Text Detection and Recognition in the Wild
Text detection and recognition (TDR) in highly structured environments with a clean background and consistent fonts (e.g., office documents, postal addresses and bank cheque) is a well understood problem (i.e., OCR), however this is not the case for unstructured environments.
The main objective for scene text detection is to locate text within images captured in the wild.
For scene text recognition, the techniques map each detected or cropped word image into string.
Nowadays, convolutional neural networks (CNNs) and Recurrent Neural Networks (RNN) deep learning architectures dominate most of the recent state-of-the-art (SOTA) scene TDR methods.
Most of the reported respective accuracies of current SOTA TDR methods are in the range of 80% to 90% on benchmark datasets with regular and clear text instances. However, those detecting and/or recognizing results drastically deteriorate 10% and 30% - in terms of F-measure detection and word recognition accuracy performances with irregular or occluded text images.
Transformers and their variations are new deep learning architectures that mitigate the above-mentioned issues for CNN and RNN-based pipelines.Unlike Recurrent Neural Networks (RNNs),
transformers are models that learn how to encode and decode data by looking not only backward but also forward in order to extract relevant information from a whole sequence.

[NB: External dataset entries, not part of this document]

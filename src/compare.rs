// Ranking of the model families by their latest held-out scores.
use std::cmp::Ordering;
use std::collections::BTreeMap;

use serde::Serialize;

use crate::metrics::ModelMetrics;

/// Most recent row per model name.
pub fn latest_metrics(rows: &[ModelMetrics]) -> BTreeMap<String, ModelMetrics> {
    let mut latest: BTreeMap<String, ModelMetrics> = BTreeMap::new();
    for row in rows {
        match latest.get(&row.model_name) {
            Some(seen) if seen.timestamp >= row.timestamp => {}
            _ => {
                latest.insert(row.model_name.clone(), row.clone());
            }
        }
    }
    latest
}

/// Highest R² among the latest rows; ties go to the newer row.
/// `None` when there are no metrics at all.
pub fn best_model(rows: &[ModelMetrics]) -> Option<(String, ModelMetrics)> {
    latest_metrics(rows)
        .into_iter()
        .max_by(|(_, a), (_, b)| rank(a, b))
}

fn rank(a: &ModelMetrics, b: &ModelMetrics) -> Ordering {
    // NaN scores sort below every real score
    let r2 = |m: &ModelMetrics| if m.r2.is_nan() { f64::NEG_INFINITY } else { m.r2 };
    r2(a)
        .total_cmp(&r2(b))
        .then_with(|| a.timestamp.cmp(&b.timestamp))
}

/// Parallel series of the latest scores, ordered by model name, for tables and charts.
#[derive(Debug, Clone, Default, PartialEq, Serialize)]
pub struct Comparison {
    pub models: Vec<String>,
    pub mae: Vec<f64>,
    pub mse: Vec<f64>,
    pub rmse: Vec<f64>,
    pub r2: Vec<f64>,
}

impl Comparison {
    pub fn from_metrics(rows: &[ModelMetrics]) -> Self {
        let mut out = Comparison::default();
        for (name, m) in latest_metrics(rows) {
            out.models.push(name);
            out.mae.push(m.mae);
            out.mse.push(m.mse);
            out.rmse.push(m.rmse);
            out.r2.push(m.r2);
        }
        out
    }

    pub fn is_empty(&self) -> bool {
        self.models.is_empty()
    }
}

#[cfg(test)]
mod tests {
    use super::*;
    use crate::metrics::Scores;
    use chrono::{Duration, Utc};

    fn row(name: &str, r2: f64, secs: i64) -> ModelMetrics {
        let scores = Scores {
            mae: 1.0 - r2,
            mse: 2.0,
            rmse: 2f64.sqrt(),
            r2,
        };
        ModelMetrics::new(name, scores, Utc::now() + Duration::seconds(secs))
    }

    #[test]
    fn latest_row_wins_per_name() {
        let rows = vec![row("Random Forest", 0.9, 0), row("Random Forest", 0.4, 10), row("XGBoost", 0.8, 5)];
        let latest = latest_metrics(&rows);
        assert_eq!(latest.len(), 2);
        assert_eq!(latest["Random Forest"].r2, 0.4);
    }

    #[test]
    fn best_is_highest_r2() {
        let rows = vec![
            row("Linear Regression", 0.71, 0),
            row("Random Forest", 0.93, 0),
            row("XGBoost", 0.88, 0),
        ];
        let (name, metrics) = best_model(&rows).unwrap();
        assert_eq!(name, "Random Forest");
        assert_eq!(metrics.r2, 0.93);
    }

    #[test]
    fn ties_go_to_the_newest() {
        let rows = vec![row("Linear Regression", 0.8, 30), row("XGBoost", 0.8, 0)];
        assert_eq!(best_model(&rows).unwrap().0, "Linear Regression");
    }

    #[test]
    fn nan_never_wins() {
        let rows = vec![row("XGBoost", f64::NAN, 99), row("Linear Regression", -3.0, 0)];
        assert_eq!(best_model(&rows).unwrap().0, "Linear Regression");
    }

    #[test]
    fn empty_has_no_best() {
        assert!(best_model(&[]).is_none());
        assert!(Comparison::from_metrics(&[]).is_empty());
    }

    #[test]
    fn comparison_series_line_up() {
        let rows = vec![row("XGBoost", 0.8, 0), row("Linear Regression", 0.6, 0)];
        let c = Comparison::from_metrics(&rows);
        assert_eq!(c.models, ["Linear Regression", "XGBoost"]);
        assert_eq!(c.r2, [0.6, 0.8]);
        assert_eq!(c.mae.len(), 2);
    }
}
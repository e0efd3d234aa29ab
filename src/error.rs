// Error taxonomy shared by every module of the crate.
use crate::models::ModelFamily;
use thiserror::Error;

pub type Result<T> = std::result::Result<T, AqiError>;

/// Everything that can go wrong between an upload and a prediction.
#[derive(Debug, Error)]
pub enum AqiError {
    /// Bad user input. The message is safe to show as-is.
    #[error("{0}")]
    Validation(String),

    /// A caller handed malformed data to a pure function (empty input, wrong shape).
    #[error("invalid input: {0}")]
    InvalidInput(String),

    #[error("no preprocessor found, train the models first")]
    PreprocessorNotTrained,

    #[error("{0} model not found, train the models first")]
    ModelNotTrained(ModelFamily),

    #[error("not enough data to train models: need at least {required} rows, found {available}")]
    InsufficientData { required: usize, available: usize },

    #[error("missing required columns: {}", .0.join(", "))]
    MissingColumn(Vec<String>),

    #[error("no valid data rows after cleaning")]
    NoValidRows,

    #[error("invalid email or password")]
    InvalidCredentials,

    #[error("training failed: {0}")]
    Training(String),

    #[error("storage error: {0}")]
    Persistence(#[from] rusqlite::Error),

    #[error("io error: {0}")]
    Io(#[from] std::io::Error),

    #[error("csv error: {0}")]
    Csv(#[from] csv::Error),

    #[error("artifact encoding error: {0}")]
    Artifact(#[from] bincode::Error),

    #[error("configuration error: {0}")]
    Config(String),
}

impl AqiError {
    /// Text to surface to an end user. Storage and encoding details stay in the logs.
    pub fn user_message(&self) -> String {
        match self {
            AqiError::PreprocessorNotTrained | AqiError::ModelNotTrained(_) => {
                "Models not trained yet. Please ask admin to train models first.".to_string()
            }
            AqiError::InsufficientData { required, .. } => {
                format!("Not enough data to train models. Please upload at least {} records.", required)
            }
            AqiError::Persistence(_) | AqiError::Io(_) | AqiError::Artifact(_) => {
                "Request failed. Please try again.".to_string()
            }
            other => other.to_string(),
        }
    }

    /// True for the errors a user can fix by changing their input.
    pub fn is_user_error(&self) -> bool {
        matches!(
            self,
            AqiError::Validation(_)
                | AqiError::MissingColumn(_)
                | AqiError::NoValidRows
                | AqiError::InvalidCredentials
        )
    }
}

#[cfg(test)]
mod tests {
    use super::*;

    #[test]
    fn not_trained_errors_share_one_message() {
        let a = AqiError::PreprocessorNotTrained.user_message();
        let b = AqiError::ModelNotTrained(ModelFamily::RandomForest).user_message();
        assert_eq!(a, b);
        assert!(a.contains("train models first"));
    }

    #[test]
    fn persistence_detail_is_hidden() {
        let err = AqiError::Persistence(rusqlite::Error::InvalidQuery);
        assert_eq!(err.user_message(), "Request failed. Please try again.");
        assert!(!err.is_user_error());
    }

    #[test]
    fn missing_columns_are_listed() {
        let err = AqiError::MissingColumn(vec!["CO".into(), "AQI".into()]);
        assert_eq!(err.to_string(), "missing required columns: CO, AQI");
        assert!(err.is_user_error());
    }
}
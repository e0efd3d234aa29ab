//! Split, standardise, fit, score and persist.

use chrono::Utc;
use ndarray::{Array1, Array2, ArrayView1, ArrayView2, Axis};
use rand::rngs::StdRng;
use rand::seq::SliceRandom;
use rand::SeedableRng;
use serde::{Deserialize, Serialize};
use tracing::info;

use crate::artifacts::{ArtifactHeader, ArtifactStore, RunManifest};
use crate::error::{AqiError, Result};
use crate::metrics::{evaluate, ModelMetrics, Scores};
use crate::models::{ModelFamily, ModelParams, TrainedModel};
use crate::preprocess::PreprocessorState;
use crate::store::Database;

/// Rows below which training refuses to start.
pub const MIN_TRAINING_ROWS: usize = 10;

#[derive(Debug, Clone, PartialEq, Serialize, Deserialize)]
#[serde(default)]
pub struct TrainingOptions {
    pub test_fraction: f64,
    pub seed: u64,
    /// Never below [`MIN_TRAINING_ROWS`].
    pub min_rows: usize,
}

impl Default for TrainingOptions {
    fn default() -> Self {
        TrainingOptions {
            test_fraction: 0.2,
            seed: 42,
            min_rows: MIN_TRAINING_ROWS,
        }
    }
}

/// Row indices of the two halves of a split.
#[derive(Debug, Clone, PartialEq)]
pub struct DataSplit {
    pub train: Vec<usize>,
    pub test: Vec<usize>,
}

/// Shuffle `0..n` with `seed` and cut off `ceil(n * test_fraction)` test rows.
/// Both halves always keep at least one row.
pub fn train_test_split(n: usize, test_fraction: f64, seed: u64) -> Result<DataSplit> {
    if n < 2 {
        return Err(AqiError::InvalidInput(format!("cannot split {} rows", n)));
    }
    if !(test_fraction > 0.0 && test_fraction < 1.0) {
        return Err(AqiError::InvalidInput(format!(
            "test fraction must be between 0 and 1, got {}",
            test_fraction
        )));
    }
    let n_test = ((n as f64 * test_fraction).ceil() as usize).clamp(1, n - 1);

    let mut order: Vec<usize> = (0..n).collect();
    order.shuffle(&mut StdRng::seed_from_u64(seed));
    let train = order.split_off(n_test);
    Ok(DataSplit { train, test: order })
}

/// Standardised train/test matrices plus the preprocessor fit on the train half.
#[derive(Debug, Clone)]
pub struct PreparedData {
    pub preprocessor: PreprocessorState,
    pub split: DataSplit,
    pub x_train: Array2<f64>,
    pub y_train: Array1<f64>,
    pub x_test: Array2<f64>,
    pub y_test: Array1<f64>,
}

impl PreparedData {
    pub fn prepare(x: ArrayView2<'_, f64>, y: ArrayView1<'_, f64>, options: &TrainingOptions) -> Result<Self> {
        if x.nrows() != y.len() {
            return Err(AqiError::InvalidInput(format!(
                "{} feature rows but {} targets",
                x.nrows(),
                y.len()
            )));
        }
        let required = options.min_rows.max(MIN_TRAINING_ROWS);
        if x.nrows() < required {
            return Err(AqiError::InsufficientData {
                required,
                available: x.nrows(),
            });
        }

        let split = train_test_split(x.nrows(), options.test_fraction, options.seed)?;
        let raw_train = x.select(Axis(0), &split.train);
        let raw_test = x.select(Axis(0), &split.test);

        // scaling statistics come from the training half only
        let preprocessor = PreprocessorState::fit(raw_train.view())?;
        Ok(PreparedData {
            x_train: preprocessor.transform(raw_train.view())?,
            x_test: preprocessor.transform(raw_test.view())?,
            y_train: y.select(Axis(0), &split.train),
            y_test: y.select(Axis(0), &split.test),
            preprocessor,
            split,
        })
    }
}

/// A fitted model and its held-out scores.
#[derive(Debug, Clone)]
pub struct TrainingOutcome {
    pub model: TrainedModel,
    pub scores: Scores,
}

impl TrainingOutcome {
    pub fn family(&self) -> ModelFamily {
        self.model.family()
    }
}

pub fn fit_family(
    family: ModelFamily,
    data: &PreparedData,
    params: &ModelParams,
    seed: u64,
) -> Result<TrainingOutcome> {
    info!(
        model = %family,
        train_rows = data.x_train.nrows(),
        test_rows = data.x_test.nrows(),
        "training started"
    );
    let model = TrainedModel::fit(family, data.x_train.view(), data.y_train.view(), params, seed)?;
    let predicted = model.predict(data.x_test.view())?;
    let scores = evaluate(data.y_test.view(), predicted.view())?;
    info!(model = %family, r2 = scores.r2, rmse = scores.rmse, "training finished");
    Ok(TrainingOutcome { model, scores })
}

/// Train one family from raw features. Nothing is persisted.
pub fn train(
    family: ModelFamily,
    x: ArrayView2<'_, f64>,
    y: ArrayView1<'_, f64>,
    options: &TrainingOptions,
    params: &ModelParams,
) -> Result<(PreprocessorState, TrainingOutcome)> {
    let data = PreparedData::prepare(x, y, options)?;
    let outcome = fit_family(family, &data, params, options.seed)?;
    Ok((data.preprocessor, outcome))
}

/// All three families fit on one shared split.
#[derive(Debug, Clone)]
pub struct TrainingRun {
    pub preprocessor: PreprocessorState,
    pub outcomes: Vec<TrainingOutcome>,
    pub train_rows: usize,
    pub test_rows: usize,
}

/// What a persisted run wrote.
#[derive(Debug, Clone)]
pub struct PersistedRun {
    pub manifest: RunManifest,
    pub preprocessor: ArtifactHeader,
    pub models: Vec<(ModelFamily, ArtifactHeader)>,
    pub metrics: Vec<ModelMetrics>,
}

/// Fit every family in turn. Fails as a whole if any family fails.
pub fn train_all(
    x: ArrayView2<'_, f64>,
    y: ArrayView1<'_, f64>,
    options: &TrainingOptions,
    params: &ModelParams,
) -> Result<TrainingRun> {
    let data = PreparedData::prepare(x, y, options)?;
    let outcomes = ModelFamily::ALL
        .into_iter()
        .map(|family| fit_family(family, &data, params, options.seed))
        .collect::<Result<Vec<_>>>()?;
    Ok(TrainingRun {
        train_rows: data.x_train.nrows(),
        test_rows: data.x_test.nrows(),
        preprocessor: data.preprocessor,
        outcomes,
    })
}

impl TrainingRun {
    /// Stage the preprocessor and every model as one run, then make it live
    /// inside the transaction that replaces the metrics rows. Any failure
    /// leaves the previous run and its metrics in place.
    pub fn persist(&self, artifacts: &ArtifactStore, db: &mut Database) -> Result<PersistedRun> {
        let mut run = artifacts.begin_run()?;
        let preprocessor = run.save_preprocessor(&self.preprocessor)?;
        let mut models = Vec::with_capacity(self.outcomes.len());
        for outcome in &self.outcomes {
            models.push((outcome.family(), run.save_model(&outcome.model)?));
        }

        let now = Utc::now();
        let metrics: Vec<ModelMetrics> = self
            .outcomes
            .iter()
            .map(|o| ModelMetrics::new(o.family().display_name(), o.scores, now))
            .collect();
        let manifest = db.replace_metrics_with(&metrics, || run.commit())?;

        Ok(PersistedRun {
            manifest,
            preprocessor,
            models,
            metrics,
        })
    }
}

This thesis utilizes the transformer architecture to address the irregular (multi-oriented and arbitrarily shaped) and occluded text challenges in the wild images. Our main contributions are as follows:
(1) We first targeted solving the irregular TDR in two separate architectures as follows:
In Chapter 4, unlike the SOTA text detection frameworks that have complex pipelines and use many hand-designed components and post-processing stages, we design a conceptually more straightforward and trainable end-to-end architecture of transformer-based detector for multi-oriented scene text detection, which can directly predict the set of detections (i.e., text and box regions) of the input image. A central contribution to our work is introducing a loss function tailored to the rotated text detection problem that leverages a rotated version of a generalized intersection over union score to capture the rotated text instances adequately.
In Chapter 5, we extend our previous architecture to arbitrary shaped scene text detection.
We design a new text detection technique that aims to better infer n-vertices of a polygon or the degree of a Bezier curve to represent irregular-text instances.
We also propose a loss function that combines a generalized-split-intersection-over union loss defined over the piece-wise polygons.
In Chapter 6, we show that our transformer-based architecture without rectifying the input curved text instances is more suitable than SOTA RNN-based frameworks equipped with rectification modules for irregular text recognition in the wild images.
Our main contribution to this chapter is leveraging a 2D Learnable Sinusoidal frequencies Positional Encoding (2LSPE) with a modified feed-forward neural network to better encode the 2D spatial dependencies of characters in the irregular text instances.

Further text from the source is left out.